Como los efectos sobre la salud no se perciben con nitidez, las demandas de acciones inmediatas a las autoridades para tomar medidas, no se producen con la intensidad debida.

Científicamente, no hay sitio para la especulación. La relación entre contaminantes ambientales y mortalidad prematura está bien establecida y demuestra una relación directa entre la contaminación ambiental y la aparición o agravamiento de enfermedades. La Agencia Europea de Medio Ambiente estima que la contaminación atmosférica causa en España 27.000 muertes prematuras al año.

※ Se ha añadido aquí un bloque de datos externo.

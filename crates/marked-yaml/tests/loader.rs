//! End-to-end loader behavior: provenance, trust propagation, custom tags,
//! duplicate-key policies.

use marked_yaml::warnings::recording::RecordingSink;
use marked_yaml::{
    DuplicateKeyPolicy, ErrorKind, Input, LoadOptions, Loader, TaggedValue, Value,
};
use std::rc::Rc;

fn extended(policy: DuplicateKeyPolicy) -> Loader {
    Loader::extended(LoadOptions::new(policy))
}

fn load_trusted(content: &str) -> TaggedValue {
    extended(DuplicateKeyPolicy::Error)
        .load(&Input::new(content).with_name("f").trusted())
        .unwrap()
}

fn origin_of(value: &TaggedValue) -> (Option<&str>, usize, Option<usize>) {
    let origin = value.tags().origin().expect("missing origin");
    (origin.path(), origin.line_num(), origin.col_num())
}

#[test]
fn mapping_origins_are_exact() {
    let doc = load_trusted("webster: daniel\noed: oxford\n");

    assert_eq!(origin_of(&doc), (Some("f"), 1, Some(1)));

    let daniel = doc.value().get("webster").unwrap();
    assert_eq!(daniel.value().as_str(), Some("daniel"));
    assert_eq!(origin_of(daniel), (Some("f"), 1, Some(10)));

    let oxford = doc.value().get("oed").unwrap();
    assert_eq!(oxford.value().as_str(), Some("oxford"));
    assert_eq!(origin_of(oxford), (Some("f"), 2, Some(6)));
}

#[test]
fn block_collection_origins_point_at_first_entry() {
    let doc = load_trusted("outer:\n  inner: 1\n");
    assert_eq!(origin_of(&doc), (Some("f"), 1, Some(1)));

    let nested = doc.value().get("outer").unwrap();
    assert_eq!(origin_of(nested), (Some("f"), 2, Some(3)));

    let seq = load_trusted("- a\n- b\n");
    assert_eq!(origin_of(&seq), (Some("f"), 1, Some(1)));
}

#[test]
fn trusted_stream_marks_keys_and_values() {
    let doc = load_trusted("key: value\n");
    let (key, value) = &doc.value().as_map().unwrap()[0];
    // keys are marked exactly like values
    assert!(key.tags().trusted_as_template());
    assert!(value.tags().trusted_as_template());
}

#[test]
fn untrusted_stream_marks_nothing() {
    let doc = extended(DuplicateKeyPolicy::Error)
        .load(&Input::new("key: value\n"))
        .unwrap();
    let (key, value) = &doc.value().as_map().unwrap()[0];
    assert!(!key.tags().trusted_as_template());
    assert!(!value.tags().trusted_as_template());
    // origin is attached regardless of trust
    assert!(value.tags().origin().is_some());
}

#[test]
fn unsafe_scalar_suppresses_trust() {
    let doc = load_trusted("!unsafe \"{{ x }}\"");
    assert_eq!(doc.value().as_str(), Some("{{ x }}"));
    assert!(doc.tags().origin().is_some());
    assert!(!doc.tags().trusted_as_template());
}

#[test]
fn unsafe_sequence_suppresses_trust_for_nested_strings() {
    let doc = load_trusted("!unsafe [\"{{ x }}\"]");
    let items = doc.value().as_seq().unwrap();
    assert!(items[0].tags().origin().is_some());
    assert!(!items[0].tags().trusted_as_template());
}

#[test]
fn nested_unsafe_does_not_restore_trust_early() {
    // the inner scope closes first; the outer subtree must stay suppressed
    let doc = load_trusted("!unsafe\n- !unsafe inner\n- outer\n");
    let items = doc.value().as_seq().unwrap();
    assert!(!items[0].tags().trusted_as_template());
    assert!(!items[1].tags().trusted_as_template());
}

#[test]
fn trust_restored_for_siblings_after_unsafe() {
    let doc = load_trusted("a: !unsafe \"{{ x }}\"\nb: plain\n");
    let suppressed = doc.value().get("a").unwrap();
    let restored = doc.value().get("b").unwrap();
    assert!(!suppressed.tags().trusted_as_template());
    assert!(restored.tags().trusted_as_template());
}

#[test]
fn unsafe_reresolves_the_underlying_scalar() {
    let doc = load_trusted("!unsafe 123");
    assert_eq!(doc.value().as_int(), Some(123));
}

#[test]
fn vault_wraps_ciphertext_with_provenance() {
    let doc = load_trusted("secret: !vault \"CIPHER\"\n");
    let secret = doc.value().get("secret").unwrap();
    match secret.value() {
        Value::Encrypted(enc) => assert_eq!(enc.ciphertext(), "CIPHER"),
        other => panic!("expected encrypted string, got {other:?}"),
    }
    let origin = secret.tags().origin().unwrap();
    assert_eq!(origin.path(), Some("f"));
    assert_eq!(origin.line_num(), 1);
    // tags are copied forward from the constructed string
    assert!(secret.tags().trusted_as_template());
}

#[test]
fn vault_on_non_string_is_structural() {
    let err = extended(DuplicateKeyPolicy::Error)
        .load(&Input::new("!vault 123").with_name("f"))
        .unwrap_err();
    assert_eq!(err.kind(), ErrorKind::Structural);
    assert!(err.message().contains("!vault"));
}

#[test]
fn vault_encrypted_is_deprecated_alias() {
    let sink = Rc::new(RecordingSink::default());
    let loader = extended(DuplicateKeyPolicy::Error)
        .with_warning_sink(Box::new(Rc::clone(&sink)));
    let doc = loader
        .load(&Input::new("!vault-encrypted \"CIPHER\""))
        .unwrap();

    match doc.value() {
        Value::Encrypted(enc) => assert_eq!(enc.ciphertext(), "CIPHER"),
        other => panic!("expected encrypted string, got {other:?}"),
    }
    let deprecations = sink.deprecations.borrow();
    assert_eq!(deprecations.len(), 1);
    assert!(deprecations[0].contains("!vault-encrypted"));
}

#[test]
fn duplicate_key_error_policy() {
    let err = extended(DuplicateKeyPolicy::Error)
        .load(&Input::new("{a: 1, a: 2}").with_name("f"))
        .unwrap_err();
    assert_eq!(err.kind(), ErrorKind::Structural);
    assert!(err.message().contains("\"a\""));
    assert!(err.origin().is_some());
}

#[test]
fn duplicate_key_warn_policy_keeps_last_value() {
    let sink = Rc::new(RecordingSink::default());
    let loader = extended(DuplicateKeyPolicy::Warn)
        .with_warning_sink(Box::new(Rc::clone(&sink)));
    let doc = loader.load(&Input::new("{a: 1, a: 2}")).unwrap();

    let entries = doc.value().as_map().unwrap();
    assert_eq!(entries.len(), 1);
    assert_eq!(entries[0].1.value().as_int(), Some(2));
    assert_eq!(sink.warnings.borrow().len(), 1);
}

#[test]
fn duplicate_key_ignore_policy_is_silent() {
    let sink = Rc::new(RecordingSink::default());
    let loader = extended(DuplicateKeyPolicy::Ignore)
        .with_warning_sink(Box::new(Rc::clone(&sink)));
    let doc = loader.load(&Input::new("{a: 1, a: 2}")).unwrap();

    assert_eq!(doc.value().get("a").unwrap().value().as_int(), Some(2));
    assert!(sink.warnings.borrow().is_empty());
}

#[test]
fn duplicate_key_warn_warns_once_per_occurrence() {
    let sink = Rc::new(RecordingSink::default());
    let loader = extended(DuplicateKeyPolicy::Warn)
        .with_warning_sink(Box::new(Rc::clone(&sink)));
    let doc = loader.load(&Input::new("{a: 1, a: 2, a: 3}")).unwrap();

    assert_eq!(doc.value().get("a").unwrap().value().as_int(), Some(3));
    assert_eq!(sink.warnings.borrow().len(), 2);
}

fn deep_eq(a: &TaggedValue, b: &TaggedValue) -> bool {
    if a.tags() != b.tags() {
        return false;
    }
    match (a.value(), b.value()) {
        (Value::Seq(xs), Value::Seq(ys)) => {
            xs.len() == ys.len() && xs.iter().zip(ys).all(|(x, y)| deep_eq(x, y))
        }
        (Value::Map(xs), Value::Map(ys)) => {
            xs.len() == ys.len()
                && xs
                    .iter()
                    .zip(ys)
                    .all(|((ka, va), (kb, vb))| deep_eq(ka, kb) && deep_eq(va, vb))
        }
        (x, y) => x == y,
    }
}

#[test]
fn independent_loads_are_identical() {
    let content = "a: !unsafe \"{{ x }}\"\nb:\n  - 1\n  - !vault \"C\"\n";
    let first = load_trusted(content);
    let second = load_trusted(content);
    assert!(deep_eq(&first, &second));
}

#[test]
fn unsafe_failure_does_not_leak_suppression() {
    // first load fails inside an !unsafe subtree; a subsequent load on the
    // same loader must grant trust again
    let loader = extended(DuplicateKeyPolicy::Error);
    let bad = loader.load(&Input::new("!unsafe [a, b").trusted());
    assert!(bad.is_err());

    let good = loader.load(&Input::new("plain").trusted()).unwrap();
    assert!(good.tags().trusted_as_template());
}

#[test]
fn sequence_elements_carry_positions() {
    let doc = load_trusted("- alpha\n- beta\n");
    let items = doc.value().as_seq().unwrap();
    assert_eq!(origin_of(&items[0]), (Some("f"), 1, Some(3)));
    assert_eq!(origin_of(&items[1]), (Some("f"), 2, Some(3)));
}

El asunto más complicado y aquí los profesionales de salud pública tienen un rol, es hacer advocacy, es decir, presentar a la opinión pública de una manera inteligente y eficaz la información clave que se tiene sobre el problema de manera que ésta no sea tan reacia y que no exista tanta incomprensión hacia medidas, que, necesariamente, tienen que ser restrictivas en lo individual para conseguir una meta colectiva. No estaría mal para empezar que en los paneles de tráfico figuraran los niveles de contaminación con estadísticas de mortalidad atribuida a la polución. También anuncios rigurosos pero duros con la realidad a la que nos enfrentamos. Y como no, colegios, educadores y salubristas de la mano. Los políticos no deben tener miedo a preparar planes estructurales que eviten los episodios a los que nos vemos expuestos regularmente. Seguro que no es fácil, ni recibirán el aplauso inmediato (como cuando el 1 de enero de 2006 se prohibió fumar en cualquier espacio público cerrado), pero han de hacerlo, y sin demora.